Françoise Thomé a aussi à cœur de défendre «une médecine humaniste de moins en moins pratiquée, celle qu’on n’apprend pas dans les études de médecine». Elle, c’est dans un dispensaire d’un village africain, au contact des femmes, qu’elle a réalisé l’importance de l’écoute. «Cela a orienté toute ma carrière. J’ai fui l’horizontalité des corps: les personnes couchées à la merci du personnel médical debout. J’ai décidé de faire de la médecine en face à face, dans une relation égalitaire.» Son apprentissage a ensuite continué au contact de ses patientes, au jour le jour. «Grâce à elles, j’ai rencontré la vie sous toutes ses facettes, celles qu’on occulte généralement, enfouies, car source d’angoisse et de honte. Pas étonnant que les corps parlent en tombant malades. Je crois avoir pratiqué l’art de la médecine en adaptant mes connaissances à chaque personne particulière, en écoutant le cœur, les mots, les esprits, et en utilisant tous mes sens. Le contact physique lors de la consultation se révèle très important. Souvent, auprès des personnes âgées ou seules, le médecin est le seul à les toucher. On sent alors que le corps se détend. Le contact et le temps sont fondamentaux. Or, aujourd’hui, tout est minuté, tout doit aller vite.» Françoise Thomé rêve d’un ralentissement, même si elle lance en riant: «Quand je marche, c’est le seul moment où je ne cours pas.»

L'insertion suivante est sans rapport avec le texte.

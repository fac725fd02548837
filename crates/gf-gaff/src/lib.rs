//! # gf-gaff — Gaff Sequence Engine
//!
//! Drives a gaming device toward scripted, reproducible outcomes for testing
//! and certification. A sequence is an ordered list of steps; each step waits
//! for its step conditions, constrains the next RNG draw through its decision
//! makers, and verifies the resulting game against its result conditions.
//!
//! ## Features
//!
//! - **Conditions**: game count, awarded prize range, games elapsed, cycle-state
//!   masks, stage gates; stage transitions, progressive awards, no-trigger checks
//! - **Decision Makers**: `SelectSymbols`, `StripFinder`, `MultiStripFinder` over
//!   name filters and the device's real strip layout
//! - **Tick-level Runner**: `SequenceRun::poll` / `observe`, or `GaffSequence::run`
//! - **Registry & Presets**: ordered, read-only, hidden sequences supported
//!
//! ## Architecture
//!
//! ```text
//! GaffContext
//!     │
//!     ├── SelectorTable<P>        (gf-select)
//!     ├── GaffSequences ── GaffSequence ── GaffStep
//!     │                                     ├── StepCondition   ──► SessionView
//!     │                                     ├── DecisionMaker   ──► OutcomeProvider
//!     │                                     └── ResultCondition ──► GameOutcome
//!     └── RunnerConfig
//!           │
//!           v
//!     SequenceRun ──► StepDriver::play_game ──► SequenceReport
//! ```

pub mod condition;
pub mod config;
pub mod context;
pub mod decision;
pub mod error;
pub mod filter;
pub mod presets;
pub mod provider;
pub mod registry;
pub mod sequence;
pub mod step;
pub mod strip;

#[cfg(test)]
pub(crate) mod test_support;

pub use condition::*;
pub use config::*;
pub use context::*;
pub use decision::*;
pub use error::*;
pub use filter::*;
pub use provider::*;
pub use registry::*;
pub use sequence::*;
pub use step::*;
pub use strip::*;
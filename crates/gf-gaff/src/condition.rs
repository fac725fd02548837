//! Conditions — gate step entry and verify step results
//!
//! `StepCondition`s are polled against the live session until they hold.
//! `ResultCondition`s are checked once, against the outcome of the game the
//! step's decision makers constrained. Neither mutates anything.

use std::fmt;

use gf_stage::{CycleState, GameOutcome, GameStage, ProgressiveTier, SessionView};
use serde::{Deserialize, Serialize};

/// Session state a step condition is evaluated against
pub struct ConditionContext<'a> {
    pub session: &'a dyn SessionView,
    /// Session game count when the step started waiting
    pub entered_at_game: u64,
}

impl<'a> ConditionContext<'a> {
    pub fn new(session: &'a dyn SessionView, entered_at_game: u64) -> Self {
        Self {
            session,
            entered_at_game,
        }
    }

    /// Games completed since the step started waiting
    pub fn games_elapsed(&self) -> u64 {
        self.session.game_count().saturating_sub(self.entered_at_game)
    }
}

/// Precondition that must hold before a step applies its decision makers
#[derive(Debug, Clone, PartialEq, Eq, Serialize, Deserialize)]
#[serde(tag = "type", rename_all = "snake_case")]
pub enum StepCondition {
    /// Session has completed at least `at_least` games
    GameCount { at_least: u64 },
    /// Total awarded prize within `min..=max` (no upper bound when `max` is absent)
    TotalAwardedPrize {
        min: u64,
        #[serde(default)]
        max: Option<u64>,
    },
    /// At least `games` games completed since the step started waiting
    MaxGamesElapsed { games: u64 },
    /// Device reports any of the flags in `mask`
    CycleState { mask: CycleState },
    /// Device is in `stage` (and `label`, when given)
    InStage {
        stage: GameStage,
        #[serde(default)]
        label: Option<String>,
    },
}

impl StepCondition {
    pub fn is_satisfied(&self, ctx: &ConditionContext<'_>) -> bool {
        match self {
            Self::GameCount { at_least } => ctx.session.game_count() >= *at_least,
            Self::TotalAwardedPrize { min, max } => {
                let total = ctx.session.total_awarded();
                total >= *min && max.is_none_or(|m| total <= m)
            }
            Self::MaxGamesElapsed { games } => ctx.games_elapsed() >= *games,
            Self::CycleState { mask } => ctx.session.cycle_state().intersects(*mask),
            Self::InStage { stage, label } => ctx
                .session
                .current_stage()
                .matches(*stage, label.as_deref()),
        }
    }
}

impl fmt::Display for StepCondition {
    fn fmt(&self, f: &mut fmt::Formatter<'_>) -> fmt::Result {
        match self {
            Self::GameCount { at_least } => write!(f, "GameCount >= {at_least}"),
            Self::TotalAwardedPrize { min, max: Some(max) } => {
                write!(f, "TotalAwardedPrize in [{min}, {max}]")
            }
            Self::TotalAwardedPrize { min, max: None } => write!(f, "TotalAwardedPrize >= {min}"),
            Self::MaxGamesElapsed { games } => write!(f, "MaxGamesElapsed({games})"),
            Self::CycleState { mask } => write!(f, "CycleState in {mask}"),
            Self::InStage { stage, label: Some(label) } => write!(f, "InStage({stage} [{label}])"),
            Self::InStage { stage, label: None } => write!(f, "InStage({stage})"),
        }
    }
}

/// Assertion over the outcome a step produced
#[derive(Debug, Clone, PartialEq, Eq, Serialize, Deserialize)]
#[serde(tag = "type", rename_all = "snake_case")]
pub enum ResultCondition {
    /// Device ended the game in `stage` (and `label`, when given)
    StageTransition {
        stage: GameStage,
        #[serde(default)]
        label: Option<String>,
    },
    /// The progressive tier was awarded by the game
    ProgressiveAwarded { tier: ProgressiveTier },
    /// The game triggered the feature stage (including a retrigger)
    FeatureTriggered { stage: GameStage },
    /// The game triggered nothing
    NoFurtherTrigger,
}

impl ResultCondition {
    pub fn is_satisfied(&self, outcome: &GameOutcome) -> bool {
        match self {
            Self::StageTransition { stage, label } => {
                outcome.stage_after.matches(*stage, label.as_deref())
            }
            Self::ProgressiveAwarded { tier } => outcome.awarded_progressive(*tier),
            Self::FeatureTriggered { stage } => outcome.triggered == Some(*stage),
            Self::NoFurtherTrigger => outcome.triggered.is_none() && outcome.progressives.is_empty(),
        }
    }
}

impl fmt::Display for ResultCondition {
    fn fmt(&self, f: &mut fmt::Formatter<'_>) -> fmt::Result {
        match self {
            Self::StageTransition { stage, label: Some(label) } => {
                write!(f, "StageTransition({stage} [{label}])")
            }
            Self::StageTransition { stage, label: None } => write!(f, "StageTransition({stage})"),
            Self::ProgressiveAwarded { tier } => write!(f, "ProgressiveAwarded({tier})"),
            Self::FeatureTriggered { stage } => write!(f, "FeatureTriggered({stage})"),
            Self::NoFurtherTrigger => f.write_str("NoFurtherTrigger"),
        }
    }
}
//! Sequence registry — ordered, read-only, built once

use serde::{Deserialize, Serialize};

use crate::error::GaffError;
use crate::presets;
use crate::sequence::GaffSequence;

/// Every sequence a harness can run, in registration order
#[derive(Debug, Clone, Default, PartialEq, Eq, Serialize, Deserialize)]
#[serde(transparent)]
pub struct GaffSequences {
    sequences: Vec<GaffSequence>,
}

impl GaffSequences {
    /// Build from a list; a repeated name keeps the first definition
    pub fn new(sequences: impl IntoIterator<Item = GaffSequence>) -> Self {
        let mut kept: Vec<GaffSequence> = Vec::new();
        for sequence in sequences {
            if kept.iter().any(|s| s.name == sequence.name) {
                log::warn!(
                    "Sequence '{}' registered twice; keeping the first definition",
                    sequence.name
                );
                continue;
            }
            kept.push(sequence);
        }
        Self { sequences: kept }
    }

    /// Registry holding the built-in presets only
    pub fn with_presets() -> Self {
        Self::new(presets::all_presets())
    }

    /// Built-in presets followed by `extra`
    pub fn with_presets_and(extra: impl IntoIterator<Item = GaffSequence>) -> Self {
        Self::new(presets::all_presets().into_iter().chain(extra))
    }

    /// Every sequence, hidden ones included
    pub fn get_sequences(&self) -> &[GaffSequence] {
        &self.sequences
    }

    /// Get sequence by name
    pub fn get(&self, name: &str) -> Option<&GaffSequence> {
        self.sequences.iter().find(|s| s.name == name)
    }

    /// Get sequence by name or fail with `UnknownSequence`
    pub fn require(&self, name: &str) -> Result<&GaffSequence, GaffError> {
        self.get(name)
            .ok_or_else(|| GaffError::UnknownSequence(name.to_string()))
    }

    /// Sequences meant for user-facing listings
    pub fn visible(&self) -> impl Iterator<Item = &GaffSequence> {
        self.sequences.iter().filter(|s| !s.hidden)
    }

    /// List all sequence names
    pub fn names(&self) -> Vec<&str> {
        self.sequences.iter().map(|s| s.name.as_str()).collect()
    }

    pub fn len(&self) -> usize {
        self.sequences.len()
    }

    pub fn is_empty(&self) -> bool {
        self.sequences.is_empty()
    }

    /// Validate every sequence, naming the first bad one
    pub fn validate(&self) -> Result<(), String> {
        self.sequences.iter().try_for_each(GaffSequence::validate)
    }
}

En avril dernier, l’écologiste de longue date, notamment active dans les mouvements antinucléaires et pour la paix, a aussi participé à la Marche Bleue pour demander au Gouvernement suisse de respecter les Accords de Paris. Elle espère que la Loi climat sera acceptée le 18 juin prochain. Quant au 14 juin, elle participera aux manifestations genevoises, portant en elle toutes ces femmes au courage extraordinaire.